**What is required:** Pick out the lines in the listing below that contain the word "title" and copy them.

┄┄┄┄┄┄

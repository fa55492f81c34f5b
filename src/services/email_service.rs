use crate::config::mail::{MailConfig, SmtpEncryption};
use crate::models::{Contact, Post, PostWithAuthor};
use async_trait::async_trait;
use lettre::{
    message::{
        header::{ContentType, HeaderName, HeaderValue},
        Mailbox, MessageBuilder,
    },
    transport::smtp::authentication::Credentials,
    Address, AsyncSmtpTransport, AsyncTransport, Message, Tokio1Executor,
};
use std::{sync::Arc, time::Duration};

#[derive(Debug, thiserror::Error)]
pub enum EmailError {
    #[error("Failed to build email message: {0}")]
    MessageBuild(String),
    #[error("Failed to send email: {0}")]
    SendFailed(String),
    #[error("Email send timed out after {0:?}")]
    Timeout(Duration),
    #[error("Configuration error: {0}")]
    ConfigError(String),
}

/// Subject and plain-text body of an outgoing message.
#[derive(Debug, Clone, PartialEq, Eq)]
pub struct EmailContent {
    pub subject: String,
    pub body: String,
}

pub fn unsubscribe_url(base_url: &str, email: &str) -> String {
    format!("{}/unsubscribe/{}", base_url, urlencoding::encode(email))
}

pub fn welcome_email(base_url: &str, to_email: &str) -> EmailContent {
    EmailContent {
        subject: "Welcome to Keep Alley Trash Updates".to_string(),
        body: format!(
            "Welcome to Keep Alley Trash Updates!\n\
             \n\
             Thank you for subscribing to receive updates about alley collection services in Dallas.\n\
             \n\
             You will receive:\n\
             - Important updates about alley collection services\n\
             - Community event notifications\n\
             - Maintenance reminders\n\
             - Ways to get involved\n\
             \n\
             To unsubscribe at any time, visit: {}\n\
             \n\
             Best regards,\n\
             Keep Alley Trash Team\n",
            unsubscribe_url(base_url, to_email)
        ),
    }
}

/// One message for every subscriber, so the unsubscribe reference is the
/// route pattern rather than a personal link.
pub fn post_broadcast_email(base_url: &str, post: &Post) -> EmailContent {
    let mut body = format!(
        "New Update from Keep Alley Trash:\n\n{}\n\n{}\n",
        post.title, post.content
    );
    if let Some(ref event_date) = post.event_date {
        body.push_str(&format!("\nWhen: {}\n", event_date));
    }
    if let Some(ref location) = post.location {
        body.push_str(&format!("Where: {}\n", location));
    }
    body.push_str(&format!(
        "\nRead it online: {}/community\n\
         To unsubscribe, visit: {}/unsubscribe/<your email address>\n",
        base_url, base_url
    ));

    EmailContent {
        subject: format!("New Update: {}", post.title),
        body,
    }
}

pub const NEWSLETTER_SUBJECT: &str = "Keep Alley Trash - Community Update";

const NEWSLETTER_EXCERPT_CHARS: usize = 280;

/// One edition of the community newsletter: the latest posts and an
/// optional note from the team.
#[derive(Debug, Clone)]
pub struct Newsletter {
    pub edition: String,
    pub personal_note: Option<String>,
    pub posts: Vec<PostWithAuthor>,
}

impl Newsletter {
    pub fn new(personal_note: Option<String>, posts: Vec<PostWithAuthor>) -> Self {
        Self {
            edition: chrono::Utc::now().format("%B %Y").to_string(),
            personal_note,
            posts,
        }
    }

    /// The part of the message every recipient shares.
    pub fn body(&self) -> String {
        let mut body = format!("Keep Alley Trash Community Update - {}\n\n", self.edition);

        if let Some(ref note) = self.personal_note {
            body.push_str(&format!(
                "A note from the Keep Alley Trash team:\n{}\n\n",
                note
            ));
        }

        if self.posts.is_empty() {
            body.push_str("No new posts this time.\n");
        } else {
            body.push_str("Recent updates:\n");
            for entry in &self.posts {
                body.push_str(&format!(
                    "\n- {} ({}, by {})\n  {}\n",
                    entry.post.title,
                    entry.post.category.label(),
                    entry.author,
                    excerpt(&entry.post.content, NEWSLETTER_EXCERPT_CHARS)
                ));
            }
        }

        body
    }
}

fn excerpt(text: &str, max_chars: usize) -> String {
    let text = text.trim();
    if text.chars().count() <= max_chars {
        return text.to_string();
    }
    let cut: String = text.chars().take(max_chars).collect();
    format!("{}...", cut.trim_end())
}

pub fn newsletter_email(base_url: &str, newsletter: &Newsletter, to_email: &str) -> EmailContent {
    EmailContent {
        subject: NEWSLETTER_SUBJECT.to_string(),
        body: format!(
            "{}\n\
             Visit {}/community for the latest updates and to take action.\n\
             \n\
             To unsubscribe, visit: {}\n",
            newsletter.body(),
            base_url,
            unsubscribe_url(base_url, to_email)
        ),
    }
}

pub fn contact_email(contact: &Contact) -> EmailContent {
    EmailContent {
        subject: format!("New Contact Form Submission: {}", contact.subject),
        body: format!(
            "Name: {}\nEmail: {}\nSubject: {}\n\nMessage:\n{}\n",
            contact.name, contact.email, contact.subject, contact.message
        ),
    }
}

/// Subscriber addresses that can go on a message. Anything the transport
/// rejects is logged and left out.
pub fn addressable_recipients(recipients: &[String]) -> Vec<Mailbox> {
    recipients
        .iter()
        .filter_map(|recipient| match recipient.trim().parse::<Address>() {
            Ok(address) => Some(Mailbox::new(None, address)),
            Err(e) => {
                tracing::warn!("Skipping invalid subscriber address {}: {}", recipient, e);
                None
            }
        })
        .collect()
}

#[async_trait]
pub trait EmailService: Send + Sync {
    async fn send_welcome(&self, to_email: &str) -> Result<(), EmailError>;
    /// Sends a single message to every usable recipient and returns how
    /// many were addressed. Nothing is sent when none are usable.
    async fn send_post_broadcast(
        &self,
        recipients: &[String],
        post: &Post,
    ) -> Result<usize, EmailError>;
    /// Sends one personal copy of `newsletter` to `to_email`.
    async fn send_newsletter(&self, to_email: &str, newsletter: &Newsletter)
        -> Result<(), EmailError>;
    async fn send_contact_notification(&self, contact: &Contact) -> Result<(), EmailError>;
}

pub struct MockEmailService {
    base_url: String,
}

impl MockEmailService {
    pub fn new(base_url: impl Into<String>) -> Self {
        Self {
            base_url: base_url.into(),
        }
    }
}

impl Default for MockEmailService {
    fn default() -> Self {
        Self::new(MailConfig::default().base_url)
    }
}

#[async_trait]
impl EmailService for MockEmailService {
    async fn send_welcome(&self, to_email: &str) -> Result<(), EmailError> {
        let content = welcome_email(&self.base_url, to_email);
        tracing::info!("📧 [MOCK EMAIL] Welcome email to: {}", to_email);
        tracing::info!("   Subject: {}", content.subject);
        tracing::info!("   ---");
        Ok(())
    }

    async fn send_post_broadcast(
        &self,
        recipients: &[String],
        post: &Post,
    ) -> Result<usize, EmailError> {
        let content = post_broadcast_email(&self.base_url, post);
        let addressed = addressable_recipients(recipients).len();
        tracing::info!("📧 [MOCK EMAIL] Post broadcast to {} subscriber(s)", addressed);
        tracing::info!("   Subject: {}", content.subject);
        tracing::info!("   ---");
        Ok(addressed)
    }

    async fn send_newsletter(
        &self,
        to_email: &str,
        newsletter: &Newsletter,
    ) -> Result<(), EmailError> {
        let content = newsletter_email(&self.base_url, newsletter, to_email);
        tracing::info!("📧 [MOCK EMAIL] Newsletter to: {}", to_email);
        tracing::info!("   Subject: {}", content.subject);
        tracing::info!("   Posts: {}", newsletter.posts.len());
        tracing::info!("   ---");
        Ok(())
    }

    async fn send_contact_notification(&self, contact: &Contact) -> Result<(), EmailError> {
        let content = contact_email(contact);
        tracing::info!("📧 [MOCK EMAIL] Contact form submission");
        tracing::info!("   From: {} <{}>", contact.name, contact.email);
        tracing::info!("   Subject: {}", content.subject);
        tracing::info!("   ---");
        Ok(())
    }
}

pub struct SmtpEmailService {
    mailer: AsyncSmtpTransport<Tokio1Executor>,
    from: Mailbox,
    contact: Mailbox,
    base_url: String,
    send_timeout: Duration,
}

impl SmtpEmailService {
    pub fn new(config: &MailConfig) -> Result<Self, EmailError> {
        let smtp_host = config
            .smtp_host
            .as_deref()
            .ok_or_else(|| EmailError::ConfigError("SMTP_HOST not set".to_string()))?;

        let mut builder = match config.encryption {
            SmtpEncryption::Tls => AsyncSmtpTransport::<Tokio1Executor>::relay(smtp_host)
                .map_err(|e| EmailError::ConfigError(format!("SMTP relay error: {}", e)))?,
            SmtpEncryption::StartTls => {
                AsyncSmtpTransport::<Tokio1Executor>::starttls_relay(smtp_host)
                    .map_err(|e| EmailError::ConfigError(format!("SMTP starttls error: {}", e)))?
            }
            SmtpEncryption::None => AsyncSmtpTransport::<Tokio1Executor>::builder_dangerous(smtp_host),
        }
        .port(config.smtp_port)
        .timeout(Some(config.send_timeout));

        if let (Some(username), Some(password)) = (&config.smtp_username, &config.smtp_password) {
            builder = builder.credentials(Credentials::new(username.clone(), password.clone()));
        }

        let from = format!("{} <{}>", config.from_name, config.from_email)
            .parse::<Mailbox>()
            .map_err(|e| EmailError::ConfigError(format!("Invalid from address: {}", e)))?;
        let contact = config
            .contact_email
            .parse::<Mailbox>()
            .map_err(|e| EmailError::ConfigError(format!("Invalid contact address: {}", e)))?;

        Ok(Self {
            mailer: builder.build(),
            from,
            contact,
            base_url: config.base_url.clone(),
            send_timeout: config.send_timeout,
        })
    }

    async fn deliver(&self, email: Message) -> Result<(), EmailError> {
        match tokio::time::timeout(self.send_timeout, self.mailer.send(email)).await {
            Ok(Ok(_)) => Ok(()),
            Ok(Err(e)) => Err(EmailError::SendFailed(e.to_string())),
            Err(_) => Err(EmailError::Timeout(self.send_timeout)),
        }
    }

    fn mailto_unsubscribe(&self) -> String {
        format!("<mailto:{}?subject=UNSUBSCRIBE>", self.contact.email)
    }

    /// The broadcast message and how many subscribers it addresses. The
    /// visible `To` is the sender; subscribers only appear in the envelope.
    pub(crate) fn broadcast_message(
        &self,
        recipients: &[String],
        post: &Post,
    ) -> Result<(Message, usize), EmailError> {
        let content = post_broadcast_email(&self.base_url, post);
        let mailboxes = addressable_recipients(recipients);
        let addressed = mailboxes.len();

        let mut builder = bulk_headers(
            Message::builder()
                .from(self.from.clone())
                .to(self.from.clone())
                .subject(content.subject)
                .header(ContentType::TEXT_PLAIN),
            self.mailto_unsubscribe(),
        );
        for mailbox in mailboxes {
            builder = builder.bcc(mailbox);
        }

        let email = builder
            .body(content.body)
            .map_err(|e| EmailError::MessageBuild(e.to_string()))?;

        Ok((email, addressed))
    }

    pub(crate) fn newsletter_message(
        &self,
        to_email: &str,
        newsletter: &Newsletter,
    ) -> Result<Message, EmailError> {
        let content = newsletter_email(&self.base_url, newsletter, to_email);
        let list_unsubscribe = format!(
            "<{}>, {}",
            unsubscribe_url(&self.base_url, to_email),
            self.mailto_unsubscribe()
        );

        bulk_headers(
            Message::builder()
                .from(self.from.clone())
                .reply_to(self.from.clone())
                .to(parse_mailbox(to_email)?)
                .subject(content.subject)
                .header(ContentType::TEXT_PLAIN),
            list_unsubscribe,
        )
        .body(content.body)
        .map_err(|e| EmailError::MessageBuild(e.to_string()))
    }
}

fn raw_header(name: &'static str, value: String) -> HeaderValue {
    HeaderValue::new(HeaderName::new_from_ascii_str(name), value)
}

/// Headers mail providers expect on list traffic.
fn bulk_headers(builder: MessageBuilder, list_unsubscribe: String) -> MessageBuilder {
    builder
        .raw_header(raw_header("List-Unsubscribe", list_unsubscribe))
        .raw_header(raw_header("Precedence", "bulk".to_string()))
        .raw_header(raw_header("X-Auto-Response-Suppress", "OOF, AutoReply".to_string()))
}

fn parse_mailbox(address: &str) -> Result<Mailbox, EmailError> {
    address
        .parse::<Mailbox>()
        .map_err(|e| EmailError::MessageBuild(format!("Invalid address {}: {}", address, e)))
}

┄┄┄┄┄┄

**Result of this task:**
        post.title, post.content
        subject: format!("New Update: {}", post.title),
                    entry.post.title,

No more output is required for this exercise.